2.46 The SMA Is a Least-Squares Straight-Line Fit
The SMA is the optimal least-squares fit of a flat line to the window: the intercept is the average. But that assumes the market is constant plus noise, so it lags trends and erases matched cycles.
The old article "Why the SMA Is Often a Terrible Smoother" tore into the simple moving average for its leaky sidelobes and its blind spots. This article comes at it from the other direction, and the result is more damning, not less. The SMA is not a crude hack. It is the provably optimal answer to a precise statistical question: what single number best represents this window of data if you assume the data is a flat line plus noise? That is the catch hiding inside the praise. The SMA is optimal for a model of the market that is almost never true, and pinning down which model it is optimal for tells you precisely when it lies.
Set up the fit, and the average falls out
Suppose you try to design a filter by fitting a straight line to the data in the window. A straight line is y equals m x plus b, and the best fit minimizes the sum of squared differences between the line and the data points.
$$ F = \sum \big[\,y - (mx + b)\,\big]^2 $$
To minimize, take the derivative of F with respect to the two unknowns, the slope m and the intercept b, and set each to zero. Solve, and the intercept b, the value of the fitted line at the center of the window, comes out as one specific quantity.
$$ \frac{\partial F}{\partial b} = 0 \;\Longrightarrow\; b = \frac{1}{N}\sum y = \text{the average of the data points} $$
The least-squares intercept is the plain average. So the simple moving average is not an approximation to a best fit; it is the best fit, in the least-squares sense, of a constant to the window. It is also the special case of a non-recursive filter with all coefficients equal to one over N, and its impulse response is finite, so it is a finite impulse response filter. The arithmetic that traders treat as the most basic thing in technical analysis is a solved optimization problem.
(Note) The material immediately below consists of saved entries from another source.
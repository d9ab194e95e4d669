//! # genetic-engine
//!
//! A generic evolutionary optimization engine. A population of chromosomes is
//! improved generation by generation through pluggable operators:
//!
//! - [`selection`] picks parents,
//! - [`crossover`] recombines them,
//! - [`mutation`] perturbs the children,
//! - [`replacement`] decides who survives.
//!
//! The [`evolution`] module ties the operators to a caller-supplied fitness
//! function and runs the loop. Higher fitness is always better.

pub mod caching;
pub mod chromosome;
pub mod crossover;
pub mod error;
pub mod evolution;
pub mod mutation;
pub mod replacement;
pub mod rng;
pub mod selection;

// Re-export commonly used types for convenience
pub use chromosome::{Chromosome, ChromosomeFactory};
pub use error::{GeneticError, OptionExt, Result};
pub use evolution::{EvolutionOptions, GeneticAlgorithm, GeneticAlgorithmBuilder, LogLevel};
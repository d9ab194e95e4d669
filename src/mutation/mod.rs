//! # Mutation
//!
//! Mutation operators introduce random variation into a single chromosome.
//! They never touch their input: `mutate` always returns a new chromosome.
//! Genes that change lose the cached fitness through
//! [`Chromosome::set_gene`](crate::chromosome::Chromosome::set_gene); a mutant whose
//! genes did not change keeps its parent's score.
//!
//! Each operator is tied to the encoding it understands:
//!
//! - [`BinaryMutation`] for [`BinaryChromosome`](crate::chromosome::BinaryChromosome)
//! - [`IntegerMutation`] for [`IntegerChromosome`](crate::chromosome::IntegerChromosome)
//! - [`UniformMutation`] and [`NonUniformMutation`] for [`RealChromosome`](crate::chromosome::RealChromosome)

pub mod binary;
pub mod integer;
pub mod non_uniform;
pub mod uniform;

use std::fmt::Debug;

use crate::chromosome::Chromosome;
use crate::error::Result;

pub use binary::BinaryMutation;
pub use integer::IntegerMutation;
pub use non_uniform::NonUniformMutation;
pub use uniform::UniformMutation;

/// Trait for operators that perturb one chromosome.
pub trait MutationStrategy<C>: Debug + Send
where
    C: Chromosome,
{
    /// Returns a mutated copy of `individual`.
    fn mutate(&mut self, individual: &C) -> Result<C>;

    /// Tells the operator which generation is being bred.
    ///
    /// The engine calls this once per generation. Operators whose behavior
    /// does not depend on time ignore it.
    fn set_generation(&mut self, _generation: usize) {}
}
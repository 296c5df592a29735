//! Source of the random factor in response delays.

/// Draws the random multiplier applied to each response delay.
pub trait DelayJitter: Send + Sync {
    /// A value in `[min, max]`.
    fn sample(&self, min: f64, max: f64) -> f64;
}

/// Always returns the same factor (clamped into the requested range).
#[derive(Debug, Clone, Copy)]
pub struct FixedJitter(pub f64);

impl Default for FixedJitter {
    fn default() -> Self {
        Self(1.0)
    }
}

impl DelayJitter for FixedJitter {
    fn sample(&self, min: f64, max: f64) -> f64 {
        self.0.clamp(min, max)
    }
}

#[cfg(test)]
mod tests {
    use super::*;

    #[test]
    fn test_fixed_jitter_clamps() {
        assert_eq!(FixedJitter(1.0).sample(0.7, 1.3), 1.0);
        assert_eq!(FixedJitter(5.0).sample(0.7, 1.3), 1.3);
        assert_eq!(FixedJitter(0.0).sample(0.7, 1.3), 0.7);
    }
}
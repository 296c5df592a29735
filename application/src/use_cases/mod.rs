//! Use cases
//!
//! Application-level operations that orchestrate domain logic.

pub mod analyze_triggers;
pub mod handle_message;
pub mod schedule_responses;
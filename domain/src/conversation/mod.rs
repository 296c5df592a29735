//! Conversations, their participants and messages.
//!
//! These are read-only snapshots supplied by the caller; the engines never
//! mutate or persist them.

pub mod entities;
pub mod message;

pub use entities::{Conversation, ConversationStatus, Participant, ParticipantRole, Visibility};
pub use message::Message;
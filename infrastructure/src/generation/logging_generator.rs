//! Generator that records what it would have produced.
//!
//! Stands in for the language-model call, which lives outside this system.

use async_trait::async_trait;
use colloquy_application::{GenerationError, GenerationRequest, ResponseGenerator};
use std::sync::atomic::{AtomicUsize, Ordering};
use tracing::info;

#[derive(Debug, Default)]
pub struct LoggingResponseGenerator {
    generated: AtomicUsize,
}

impl LoggingResponseGenerator {
    pub fn new() -> Self {
        Self::default()
    }

    /// Number of generation requests served so far.
    pub fn generated(&self) -> usize {
        self.generated.load(Ordering::SeqCst)
    }
}

#[async_trait]
impl ResponseGenerator for LoggingResponseGenerator {
    async fn generate(&self, request: GenerationRequest) -> Result<(), GenerationError> {
        self.generated.fetch_add(1, Ordering::SeqCst);
        info!(
            conversation_id = %request.conversation_id,
            persona_id = %request.persona_id,
            message_id = %request.trigger_message_id,
            confidence = request.confidence,
            reason = %request.reason,
            "Generating response"
        );
        Ok(())
    }
}
//! Application-level configuration.
//!
//! These structs control how the use cases behave. They are built once
//! (usually from the infrastructure config loader) and injected at
//! construction; nothing here is global.

use colloquy_domain::{CandidateScorer, DelayPolicy, ScoringWeights};
use std::time::Duration;

/// Number of recent messages read for trigger analysis.
pub const DEFAULT_HISTORY_LIMIT: usize = 10;

/// Trigger analysis configuration.
#[derive(Debug, Clone, Copy, PartialEq)]
pub struct OrchestratorConfig {
    /// Size of the recent-message window.
    pub history_limit: usize,
    pub weights: ScoringWeights,
    /// A candidate responds when its adjusted score is strictly above this.
    pub threshold: f64,
    pub delay: DelayPolicy,
}

impl Default for OrchestratorConfig {
    fn default() -> Self {
        let scorer = CandidateScorer::default();
        Self {
            history_limit: DEFAULT_HISTORY_LIMIT,
            weights: scorer.weights,
            threshold: scorer.threshold,
            delay: scorer.delay,
        }
    }
}

impl OrchestratorConfig {
    pub fn scorer(&self) -> CandidateScorer {
        CandidateScorer {
            weights: self.weights,
            threshold: self.threshold,
            delay: self.delay,
        }
    }
}

/// Response scheduling configuration.
#[derive(Debug, Clone, Copy, PartialEq, Eq)]
pub struct SchedulerConfig {
    /// Upper bound on a single generation call. `None` waits indefinitely.
    pub generation_timeout: Option<Duration>,
}

impl Default for SchedulerConfig {
    fn default() -> Self {
        Self {
            generation_timeout: Some(Duration::from_secs(30)),
        }
    }
}

impl SchedulerConfig {
    /// Creates a SchedulerConfig from an optional timeout in seconds.
    ///
    /// If `seconds` is `None`, no timeout is applied.
    pub fn from_timeout_seconds(seconds: Option<u64>) -> Self {
        Self {
            generation_timeout: seconds.map(Duration::from_secs),
        }
    }
}
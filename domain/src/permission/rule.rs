//! Independent permission rules.
//!
//! Each variant inspects the context on its own and asserts only the fields
//! it is responsible for. Rules never see each other's output.

use super::context::PermissionContext;
use super::set::{PermissionGrant, RuleOutcome};
use crate::conversation::Visibility;
use serde::{Deserialize, Serialize};

/// Denial reason when the conversation does not accept messages.
pub const REASON_CLOSED: &str = "conversation is closed for new messages";
/// Denial reason when the caller posts as a persona they do not own.
pub const REASON_NOT_OWNER: &str = "user does not own this persona";
/// Denial reason when the target persona is not an active participant.
pub const REASON_NOT_PARTICIPANT: &str = "persona is not a participant in this conversation";

/// A permission rule.
///
/// The order rules are registered in decides which denial reason a caller
/// sees when several rules report one; see [`PermissionRule::DEFAULT_ORDER`].
#[derive(Debug, Clone, Copy, PartialEq, Eq, Hash, Serialize, Deserialize)]
#[serde(rename_all = "snake_case")]
pub enum PermissionRule {
    /// Public visibility or active participation grants viewing.
    View,
    /// Sole authority over `can_add_message`.
    Message,
    /// Owners of the initiator persona manage the conversation.
    Management,
    /// Admins can view and manage anything, but never post.
    AdminOverride,
}

impl PermissionRule {
    /// Registry order used by [`PermissionEngine::default`](super::PermissionEngine).
    ///
    /// `Message` precedes the others so its denial reason is the one
    /// reported to a caller who cannot post.
    pub const DEFAULT_ORDER: [PermissionRule; 4] = [
        PermissionRule::View,
        PermissionRule::Message,
        PermissionRule::Management,
        PermissionRule::AdminOverride,
    ];

    pub fn name(&self) -> &'static str {
        match self {
            PermissionRule::View => "view",
            PermissionRule::Message => "message",
            PermissionRule::Management => "management",
            PermissionRule::AdminOverride => "admin_override",
        }
    }

    pub fn evaluate(&self, ctx: &PermissionContext<'_>) -> RuleOutcome {
        match self {
            PermissionRule::View => view(ctx),
            PermissionRule::Message => message(ctx),
            PermissionRule::Management => management(ctx),
            PermissionRule::AdminOverride => admin_override(ctx),
        }
    }
}

impl std::fmt::Display for PermissionRule {
    fn fmt(&self, f: &mut std::fmt::Formatter<'_>) -> std::fmt::Result {
        write!(f, "{}", self.name())
    }
}

fn view(ctx: &PermissionContext<'_>) -> RuleOutcome {
    let mut grant = PermissionGrant::default();

    if ctx.resource.visibility == Visibility::Public {
        grant.can_view = Some(true);
        grant.can_join = Some(true);
    }

    // Participants can see the conversation; they have nothing left to join.
    if ctx.caller_participates() {
        grant.can_view = Some(true);
    }

    RuleOutcome::from_grant(grant)
}

fn message(ctx: &PermissionContext<'_>) -> RuleOutcome {
    let deny = |reason: &str| {
        RuleOutcome::from_grant(PermissionGrant {
            can_add_message: Some(false),
            ..Default::default()
        })
        .with_reason(reason)
    };

    if !ctx.resource.accepts_messages() {
        return deny(REASON_CLOSED);
    }

    let Some(target) = ctx.metadata.target_persona_id.as_ref() else {
        return RuleOutcome::from_grant(PermissionGrant {
            can_add_message: Some(ctx.caller_participates()),
            ..Default::default()
        });
    };

    if !ctx.metadata.owns(target) {
        deny(REASON_NOT_OWNER)
    } else if !ctx.resource.is_active_participant(target) {
        deny(REASON_NOT_PARTICIPANT)
    } else {
        RuleOutcome::from_grant(PermissionGrant {
            can_add_message: Some(true),
            ..Default::default()
        })
    }
}

fn management(ctx: &PermissionContext<'_>) -> RuleOutcome {
    if !ctx.metadata.owns(&ctx.resource.initiator_persona_id) {
        return RuleOutcome::abstain();
    }

    RuleOutcome::from_grant(PermissionGrant {
        can_close: Some(true),
        can_add_participant: Some(true),
        can_remove_participant: Some(true),
        ..Default::default()
    })
}

fn admin_override(ctx: &PermissionContext<'_>) -> RuleOutcome {
    if !ctx.user.is_admin() {
        return RuleOutcome::abstain();
    }

    // No can_add_message: an admin still posts only as a persona they own.
    RuleOutcome::from_grant(PermissionGrant {
        can_view: Some(true),
        can_close: Some(true),
        can_add_participant: Some(true),
        can_remove_participant: Some(true),
        can_delete: Some(true),
        ..Default::default()
    })
}
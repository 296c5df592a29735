//! Message snapshot.

use crate::core::ids::{ConversationId, MessageId, PersonaId};
use chrono::{DateTime, Utc};
use serde::{Deserialize, Serialize};

/// A single message in a conversation.
///
/// `sequence_number` increases monotonically within a conversation; the
/// persistence layer assigns it.
#[derive(Debug, Clone, PartialEq, Serialize, Deserialize)]
pub struct Message {
    pub id: MessageId,
    pub conversation_id: ConversationId,
    pub author_persona_id: PersonaId,
    pub content: String,
    pub sequence_number: u64,
    pub timestamp: DateTime<Utc>,
    #[serde(default = "default_visible")]
    pub visible: bool,
    #[serde(default)]
    pub archived: bool,
}

fn default_visible() -> bool {
    true
}

impl Message {
    pub fn new(
        id: impl Into<MessageId>,
        conversation_id: impl Into<ConversationId>,
        author_persona_id: impl Into<PersonaId>,
        content: impl Into<String>,
        sequence_number: u64,
        timestamp: DateTime<Utc>,
    ) -> Self {
        Self {
            id: id.into(),
            conversation_id: conversation_id.into(),
            author_persona_id: author_persona_id.into(),
            content: content.into(),
            sequence_number,
            timestamp,
            visible: true,
            archived: false,
        }
    }

    /// Visible and not archived: eligible for the recent-history window.
    pub fn is_listed(&self) -> bool {
        self.visible && !self.archived
    }

    pub fn is_authored_by(&self, persona_id: &PersonaId) -> bool {
        &self.author_persona_id == persona_id
    }
}

#[cfg(test)]
mod tests {
    use super::*;

    #[test]
    fn test_new_message_is_listed() {
        let msg = Message::new("m-1", "c-1", "p-1", "hello", 1, Utc::now());
        assert!(msg.is_listed());
        assert!(msg.is_authored_by(&PersonaId::new("p-1")));
    }

    #[test]
    fn test_archived_message_is_not_listed() {
        let mut msg = Message::new("m-1", "c-1", "p-1", "hello", 1, Utc::now());
        msg.archived = true;
        assert!(!msg.is_listed());
    }

    #[test]
    fn test_visibility_flags_default_on_deserialize() {
        let msg: Message = serde_json::from_str(
            r#"{"id":"m-1","conversation_id":"c-1","author_persona_id":"p-1",
                "content":"hi","sequence_number":3,"timestamp":"2026-01-01T10:00:00Z"}"#,
        )
        .unwrap();
        assert!(msg.visible);
        assert!(!msg.archived);
        assert_eq!(msg.sequence_number, 3);
    }
}
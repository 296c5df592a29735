//! Shared text utilities used by the scoring heuristics.

use regex::Regex;
use std::collections::HashSet;

/// Truncate a string to approximately `max_bytes` without splitting a UTF-8
/// character boundary.
///
/// Returns a sub-slice of the original string. If the string is shorter than
/// `max_bytes`, the entire string is returned unchanged.
pub fn truncate_str(s: &str, max_bytes: usize) -> &str {
    if s.len() <= max_bytes {
        return s;
    }
    let mut end = max_bytes;
    while end > 0 && !s.is_char_boundary(end) {
        end -= 1;
    }
    &s[..end]
}

/// Lowercased alphanumeric words of `text`, in order of appearance.
///
/// Apostrophes are kept inside words so "don't" stays a single token.
pub fn words(text: &str) -> Vec<String> {
    text.split(|c: char| !(c.is_alphanumeric() || c == '\''))
        .map(|w| w.trim_matches('\'').to_lowercase())
        .filter(|w| !w.is_empty())
        .collect()
}

/// Distinct lowercased words of `text`.
pub fn word_set(text: &str) -> HashSet<String> {
    words(text).into_iter().collect()
}

/// Whether `words` contains `keyword`, also accepting a trailing plural "s".
pub fn has_keyword(words: &HashSet<String>, keyword: &str) -> bool {
    if keyword.contains(' ') {
        return false;
    }
    words.contains(keyword) || words.contains(&format!("{keyword}s"))
}

/// Case-insensitive matcher for `phrase` on word boundaries.
///
/// Words of the phrase may be separated by any run of whitespace in the
/// matched text. Returns `None` for a blank phrase.
pub fn phrase_regex(phrase: &str) -> Option<Regex> {
    let words: Vec<String> = phrase.split_whitespace().map(regex::escape).collect();
    if words.is_empty() {
        return None;
    }
    Regex::new(&format!(r"(?i)\b{}\b", words.join(r"\s+"))).ok()
}

#[cfg(test)]
mod tests {
    use super::*;

    #[test]
    fn truncate_ascii() {
        assert_eq!(truncate_str("hello world", 5), "hello");
    }

    #[test]
    fn truncate_no_op_when_short() {
        assert_eq!(truncate_str("hi", 10), "hi");
    }

    #[test]
    fn truncate_multibyte_boundary() {
        let s = "あのね";
        assert_eq!(truncate_str(s, 4), "あ");
        assert_eq!(truncate_str(s, 6), "あの");
    }

    #[test]
    fn words_split_on_punctuation() {
        assert_eq!(
            words("Hello, World! Don't panic?"),
            vec!["hello", "world", "don't", "panic"]
        );
    }

    #[test]
    fn keyword_accepts_plural() {
        let set = word_set("New algorithms everywhere");
        assert!(has_keyword(&set, "algorithm"));
        assert!(!has_keyword(&set, "code"));
    }

    #[test]
    fn phrase_respects_word_boundaries() {
        let hi = phrase_regex("hi").unwrap();
        assert!(hi.is_match("hi there"));
        assert!(!hi.is_match("this is it"));
        assert!(hi.is_match("this and HI"));
    }

    #[test]
    fn phrase_tolerates_whitespace_runs() {
        let re = phrase_regex("free will").unwrap();
        assert!(re.is_match("Is free will real?"));
        assert!(re.is_match("is free  will real"));
        assert!(re.is_match("is free\nwill real"));
        assert!(!re.is_match("freewill"));
    }

    #[test]
    fn phrase_escapes_metacharacters() {
        let re = phrase_regex("a.i").unwrap();
        assert!(re.is_match("the a.i thing"));
        assert!(!re.is_match("the axi thing"));
        assert!(phrase_regex("   ").is_none());
    }
}
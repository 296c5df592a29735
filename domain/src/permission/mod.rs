//! Conversation authorization.
//!
//! Permissions are decided by a fixed-order registry of independent rules.
//! Every rule sees the same [`PermissionContext`] and returns a partial
//! [`RuleOutcome`]; the [`PermissionEngine`] merges them:
//!
//! ```text
//! ┌──────────┐   ┌──────────┐   ┌─────────────┐   ┌───────────────┐
//! │ View     │ → │ Message  │ → │ Management  │ → │ AdminOverride │
//! └────┬─────┘   └────┬─────┘   └──────┬──────┘   └───────┬───────┘
//!      └──────────────┴──── OR-merge ──┴──────────────────┘
//!                            │
//!                     PermissionResult
//! ```
//!
//! - Boolean fields are OR-merged: a `false` never clears a `true`.
//! - The first non-empty reason in registry order wins.
//! - Constraint maps are shallow-merged, later rules overwriting earlier keys.

pub mod context;
pub mod engine;
pub mod rule;
pub mod set;

pub use context::{PermissionAction, PermissionContext, PermissionMetadata, ResourceType};
pub use engine::{PermissionEngine, PermissionVerdict};
pub use rule::PermissionRule;
pub use set::{PermissionGrant, PermissionResult, PermissionSet, RuleOutcome};
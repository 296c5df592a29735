//! CLI entrypoint for colloquy
//!
//! This is the main binary that wires together all layers using
//! dependency injection.

mod commands;
mod logging;
mod scenario;

use anyhow::{Context, Result, bail};
use clap::Parser;
use colloquy_application::{
    AiResponseOrchestrator, EventLogger, MessageAuthor, MessageEventUseCase, NoEventLogger,
    ResponseScheduler,
};
use colloquy_domain::{
    PermissionAction, PermissionContext, PermissionEngine, PermissionMetadata, PersonaId,
};
use colloquy_infrastructure::{
    ConfigLoader, FileConfig, InMemoryMessageHistory, JsonlEventLogger, LoggingResponseGenerator,
    RandomJitter,
};
use commands::{Cli, Command};
use scenario::Scenario;
use serde::Serialize;
use std::path::Path;
use std::sync::Arc;
use tracing::{info, warn};

#[tokio::main]
async fn main() -> Result<()> {
    let cli = Cli::parse();

    // Load configuration before logging so [logging] can pick the log file
    let config = load_config(&cli)?;
    let _log_guard = logging::init_logging(cli.verbose, config.logging.log_file.as_deref())?;

    if cli.show_config {
        ConfigLoader::print_config_sources();
        println!();
        println!("{}", toml::to_string_pretty(&config)?);
        return Ok(());
    }

    let Some(command) = cli.command else {
        bail!("A command is required. Run with --help for usage.");
    };

    info!("Starting colloquy");

    let event_logger = build_event_logger(&config);

    match command {
        Command::Permissions {
            scenario,
            user,
            persona,
        } => run_permissions(&scenario, &user, persona.as_deref()),
        Command::Triggers { scenario, message } => {
            run_triggers(&config, event_logger, &scenario, &message).await
        }
        Command::Simulate {
            scenario,
            user,
            message,
        } => run_simulate(&config, event_logger, &scenario, &user, &message).await,
    }
}

fn load_config(cli: &Cli) -> Result<FileConfig> {
    let config = if cli.no_config {
        ConfigLoader::load_defaults()
    } else {
        if let Some(path) = &cli.config
            && !path.exists()
        {
            bail!("config file not found: {}", path.display());
        }
        ConfigLoader::load(cli.config.as_ref())
            .map_err(|e| anyhow::anyhow!("failed to load configuration: {}", e))?
    };

    config.validate().context("invalid configuration")?;
    Ok(config)
}

fn build_event_logger(config: &FileConfig) -> Arc<dyn EventLogger> {
    match config.logging.event_log.as_ref().and_then(|path| JsonlEventLogger::new(path)) {
        Some(logger) => {
            info!("Writing engine events to {}", logger.path().display());
            Arc::new(logger)
        }
        None => Arc::new(NoEventLogger),
    }
}

fn print_json(value: &impl Serialize) -> Result<()> {
    println!("{}", serde_json::to_string_pretty(value)?);
    Ok(())
}

fn run_permissions(scenario_path: &Path, user_id: &str, persona: Option<&str>) -> Result<()> {
    let scenario = Scenario::load(scenario_path)?;
    let user = scenario.user(user_id)?;

    let mut metadata = PermissionMetadata::owning(scenario.owned_persona_ids(user));
    if let Some(persona) = persona {
        metadata = metadata.acting_as(PersonaId::new(persona));
    }
    let ctx = PermissionContext::new(user, PermissionAction::Evaluate, &scenario.conversation)
        .with_metadata(metadata);

    let result = PermissionEngine::default().evaluate_permissions(&ctx);
    print_json(&result)
}

async fn run_triggers(
    config: &FileConfig,
    event_logger: Arc<dyn EventLogger>,
    scenario_path: &Path,
    message_id: &str,
) -> Result<()> {
    let scenario = Scenario::load(scenario_path)?;
    let message = scenario.message(message_id)?;
    let history = Arc::new(InMemoryMessageHistory::with_messages(
        scenario.messages.iter().cloned(),
    ));

    let orchestrator = AiResponseOrchestrator::with_config(history, config.orchestrator_config())
        .with_jitter(Arc::new(RandomJitter))
        .with_event_logger(event_logger);

    let triggers = orchestrator
        .analyze_response_triggers(&scenario.conversation, message, &scenario.personas)
        .await?;
    print_json(&triggers)
}

async fn run_simulate(
    config: &FileConfig,
    event_logger: Arc<dyn EventLogger>,
    scenario_path: &Path,
    user_id: &str,
    message_id: &str,
) -> Result<()> {
    let scenario = Scenario::load(scenario_path)?;
    let user = scenario.user(user_id)?;
    let message = scenario.message(message_id)?;
    let owned = scenario.owned_persona_ids(user);

    // === Dependency Injection ===
    let history = Arc::new(InMemoryMessageHistory::with_messages(
        scenario.messages.iter().cloned(),
    ));
    let generator = Arc::new(LoggingResponseGenerator::new());

    let orchestrator = AiResponseOrchestrator::with_config(history, config.orchestrator_config())
        .with_jitter(Arc::new(RandomJitter))
        .with_event_logger(Arc::clone(&event_logger));
    let scheduler = Arc::new(
        ResponseScheduler::with_config(Arc::clone(&generator), config.scheduler_config())
            .with_event_logger(Arc::clone(&event_logger)),
    );
    let use_case = MessageEventUseCase::new(PermissionEngine::default(), orchestrator, scheduler)
        .with_event_logger(event_logger);

    let author = MessageAuthor {
        user,
        owned_persona_ids: &owned,
    };
    let outcome = use_case
        .handle_new_message(author, &scenario.conversation, message, &scenario.personas)
        .await
        .inspect_err(|e| {
            if e.is_retryable() {
                warn!("Message handling failed, a retry may succeed");
            }
        })?;

    print_json(&outcome)?;

    use_case.scheduler().drain().await;
    eprintln!(
        "{} of {} scheduled replies generated",
        generator.generated(),
        outcome.scheduled.len()
    );
    Ok(())
}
Optimal, but for a model markets violate
Here is where the endorsement turns into the indictment. The SMA is the optimal estimator of the level only if the data in the window is genuinely a constant corrupted by zero-mean noise. That is the model least squares assumed when it handed you the average. Ask whether markets look like a constant plus noise over any window long enough to matter, and the answer is no. Over a trend, the data is a sloped line, and the best constant fit to a sloped line sits at the center of the window, which means the SMA reports the trend as it was N over two bars ago. That is the lag from the old article "The Hidden Cost of Every Moving Average: Lag," now derived from first principles: the SMA lags because it is fitting a flat line to data that is not flat, and the flat line's best guess for "now" is the middle of the past.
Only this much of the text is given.